[Exercise input — start]
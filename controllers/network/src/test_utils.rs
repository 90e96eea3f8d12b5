//! Test utilities for unit testing reconcilers
//!
//! In-memory collaborators plus builders for test objects.

use crate::collaborators::{ConsumerLister, ConsumerRef, ObjectKey, ObjectStore, StatusWriter};
use crate::error::CollaboratorError;
use crate::port_config::PortConfigPolicy;
use crate::reconciler::Reconciler;
use crate::registry::ProviderRegistry;
use crate::resolver::ReferenceResolver;
use async_trait::async_trait;
use chrono::{DateTime, TimeZone, Utc};
use crds::*;
use k8s_openapi::apimachinery::pkg::apis::meta::v1::{ObjectMeta, Time};
use kube::core::{ApiResource, DynamicObject};
use kube::Resource;
use std::collections::HashMap;
use std::sync::{Arc, Mutex};
use vsphere_client::{IPPoolUsage, MockVSphereClient, PortGroupInfo, PortGroupVlan};

/// Fixed test clock: `secs` seconds after a base instant
pub fn at(secs: i64) -> DateTime<Utc> {
    Utc.timestamp_opt(1_700_000_000 + secs, 0).unwrap()
}

/// Helper to create a test Network backed by a VSphereDistributedNetwork
pub fn create_test_network(name: &str, namespace: &str, provider_name: &str) -> Network {
    Network {
        metadata: ObjectMeta {
            name: Some(name.to_string()),
            namespace: Some(namespace.to_string()),
            ..Default::default()
        },
        spec: NetworkSpec {
            type_: NetworkType::VSphereDistributed,
            provider_ref: NetworkProviderReference::vsphere_distributed(provider_name),
            dns: vec!["10.0.0.53".to_string()],
            dns_search_domains: Vec::new(),
            ntp: Vec::new(),
        },
        status: None,
    }
}

/// Mark a Network as being deleted, with or without the protection finalizer
pub fn deleting(mut network: Network, with_finalizer: bool) -> Network {
    let timestamp: Time = serde_json::from_value(serde_json::json!("2023-11-14T22:13:20Z")).unwrap();
    network.metadata.deletion_timestamp = Some(timestamp);
    network.metadata.finalizers = if with_finalizer {
        Some(vec![NETWORK_PROTECTION_FINALIZER.to_string()])
    } else {
        None
    };
    network
}

/// Helper to create a test VSphereDistributedNetwork using DHCP
pub fn create_test_vds(name: &str, port_group_id: &str) -> VSphereDistributedNetwork {
    VSphereDistributedNetwork::new(
        name,
        VSphereDistributedNetworkSpec {
            port_group_id: port_group_id.to_string(),
            ip_assignment_mode: Some(IPAssignmentMode::Dhcp),
            ..Default::default()
        },
    )
}

pub fn consumer(namespace: &str, name: &str) -> ConsumerRef {
    ConsumerRef {
        kind: "NetworkInterface".to_string(),
        namespace: namespace.to_string(),
        name: name.to_string(),
    }
}

pub fn port_group(key: &str, vlan: Option<PortGroupVlan>, pools: Vec<IPPoolUsage>) -> PortGroupInfo {
    PortGroupInfo {
        key: key.to_string(),
        name: format!("{}-name", key),
        vlan,
        ip_pool_usage: pools,
    }
}

pub fn pool(name: &str, total: u64, free: u64) -> IPPoolUsage {
    IPPoolUsage {
        name: name.to_string(),
        total_addresses: total,
        free_addresses: free,
    }
}

/// Consumer lister returning a fixed list, or failing on demand
#[derive(Clone, Default)]
pub struct StaticConsumerLister {
    consumers: Arc<Mutex<Vec<ConsumerRef>>>,
    failing: Arc<Mutex<bool>>,
    calls: Arc<Mutex<u32>>,
}

impl StaticConsumerLister {
    pub fn new(consumers: Vec<ConsumerRef>) -> Self {
        let lister = Self::default();
        lister.set_consumers(consumers);
        lister
    }

    pub fn set_consumers(&self, consumers: Vec<ConsumerRef>) {
        *self.consumers.lock().unwrap() = consumers;
    }

    pub fn set_failing(&self, failing: bool) {
        *self.failing.lock().unwrap() = failing;
    }

    pub fn calls(&self) -> u32 {
        *self.calls.lock().unwrap()
    }
}

#[async_trait]
impl ConsumerLister for StaticConsumerLister {
    async fn list_consumers(&self, _network: &ObjectKey) -> Result<Vec<ConsumerRef>, CollaboratorError> {
        *self.calls.lock().unwrap() += 1;
        if *self.failing.lock().unwrap() {
            return Err(CollaboratorError::Unavailable("consumer list timed out".to_string()));
        }
        Ok(self.consumers.lock().unwrap().clone())
    }
}

/// Object store backed by a map of (kind, namespace, name)
#[derive(Clone, Default)]
pub struct InMemoryObjectStore {
    objects: Arc<Mutex<HashMap<(String, Option<String>, String), DynamicObject>>>,
    unavailable: Arc<Mutex<bool>>,
}

impl InMemoryObjectStore {
    pub fn new() -> Self {
        Self::default()
    }

    pub fn insert<K>(&self, object: &K)
    where
        K: Resource<DynamicType = ()> + serde::Serialize,
    {
        let dynamic: DynamicObject = serde_json::from_value(serde_json::to_value(object).unwrap()).unwrap();
        let key = (
            K::kind(&()).into_owned(),
            object.meta().namespace.clone(),
            object.meta().name.clone().unwrap(),
        );
        self.objects.lock().unwrap().insert(key, dynamic);
    }

    pub fn set_unavailable(&self, unavailable: bool) {
        *self.unavailable.lock().unwrap() = unavailable;
    }
}

#[async_trait]
impl ObjectStore for InMemoryObjectStore {
    async fn get(
        &self,
        resource: &ApiResource,
        namespace: Option<&str>,
        name: &str,
    ) -> Result<DynamicObject, CollaboratorError> {
        if *self.unavailable.lock().unwrap() {
            return Err(CollaboratorError::Unavailable("store unreachable".to_string()));
        }
        let key = (
            resource.kind.clone(),
            namespace.map(str::to_string),
            name.to_string(),
        );
        self.objects
            .lock()
            .unwrap()
            .get(&key)
            .cloned()
            .ok_or_else(|| CollaboratorError::NotFound(format!("{} {}", resource.kind, name)))
    }
}

/// A write performed through [`RecordingStatusWriter`]
#[derive(Debug, Clone, PartialEq)]
pub enum WriteEvent {
    NetworkStatus(ObjectKey, NetworkStatus),
    NetworkFinalizers(ObjectKey, Vec<String>),
    VdsStatus(String, VSphereDistributedNetworkStatus),
}

/// Status writer that records every write in order
#[derive(Clone, Default)]
pub struct RecordingStatusWriter {
    events: Arc<Mutex<Vec<WriteEvent>>>,
    failing: Arc<Mutex<bool>>,
    vanished: Arc<Mutex<bool>>,
}

impl RecordingStatusWriter {
    pub fn events(&self) -> Vec<WriteEvent> {
        self.events.lock().unwrap().clone()
    }

    pub fn set_failing(&self, failing: bool) {
        *self.failing.lock().unwrap() = failing;
    }

    /// Answer every write as if the object had been deleted
    pub fn set_vanished(&self, vanished: bool) {
        *self.vanished.lock().unwrap() = vanished;
    }

    pub fn last_network_status(&self) -> Option<NetworkStatus> {
        self.events().into_iter().rev().find_map(|e| match e {
            WriteEvent::NetworkStatus(_, status) => Some(status),
            _ => None,
        })
    }

    pub fn last_vds_status(&self) -> Option<VSphereDistributedNetworkStatus> {
        self.events().into_iter().rev().find_map(|e| match e {
            WriteEvent::VdsStatus(_, status) => Some(status),
            _ => None,
        })
    }

    pub fn finalizer_writes(&self) -> Vec<Vec<String>> {
        self.events()
            .into_iter()
            .filter_map(|e| match e {
                WriteEvent::NetworkFinalizers(_, finalizers) => Some(finalizers),
                _ => None,
            })
            .collect()
    }

    fn record(&self, event: WriteEvent) -> Result<(), CollaboratorError> {
        if *self.failing.lock().unwrap() {
            return Err(CollaboratorError::Unavailable("write rejected".to_string()));
        }
        if *self.vanished.lock().unwrap() {
            return Err(CollaboratorError::NotFound("object deleted".to_string()));
        }
        self.events.lock().unwrap().push(event);
        Ok(())
    }
}

#[async_trait]
impl StatusWriter for RecordingStatusWriter {
    async fn write_network_status(
        &self,
        network: &ObjectKey,
        status: &NetworkStatus,
    ) -> Result<(), CollaboratorError> {
        self.record(WriteEvent::NetworkStatus(network.clone(), status.clone()))
    }

    async fn write_network_finalizers(
        &self,
        network: &ObjectKey,
        finalizers: &[String],
    ) -> Result<(), CollaboratorError> {
        self.record(WriteEvent::NetworkFinalizers(network.clone(), finalizers.to_vec()))
    }

    async fn write_vsphere_distributed_network_status(
        &self,
        name: &str,
        status: &VSphereDistributedNetworkStatus,
    ) -> Result<(), CollaboratorError> {
        self.record(WriteEvent::VdsStatus(name.to_string(), status.clone()))
    }
}

/// Reconciler wired to in-memory collaborators, with handles to each of them
pub struct TestHarness {
    pub reconciler: Reconciler,
    pub port_groups: MockVSphereClient,
    pub consumers: StaticConsumerLister,
    pub store: InMemoryObjectStore,
    pub writer: RecordingStatusWriter,
}

/// Helper to create a Reconciler for testing
pub fn create_test_reconciler() -> TestHarness {
    let port_groups = MockVSphereClient::new("http://test-vcenter");
    let consumers = StaticConsumerLister::default();
    let store = InMemoryObjectStore::new();
    let writer = RecordingStatusWriter::default();

    let resolver = ReferenceResolver::new(
        Arc::new(ProviderRegistry::with_builtin_kinds()),
        Arc::new(store.clone()),
    );
    let reconciler = Reconciler::new(
        Arc::new(port_groups.clone()),
        Arc::new(consumers.clone()),
        resolver,
        Arc::new(writer.clone()),
        PortConfigPolicy::default(),
    );

    TestHarness {
        reconciler,
        port_groups,
        consumers,
        store,
        writer,
    }
}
[Exercise input — finish]
• Problem description
Search the records above for the string "NotFound". Report each line that has it.

• Answer to this task
            .ok_or_else(|| CollaboratorError::NotFound(format!("{} {}", resource.kind, name)))
            return Err(CollaboratorError::NotFound("object deleted".to_string()));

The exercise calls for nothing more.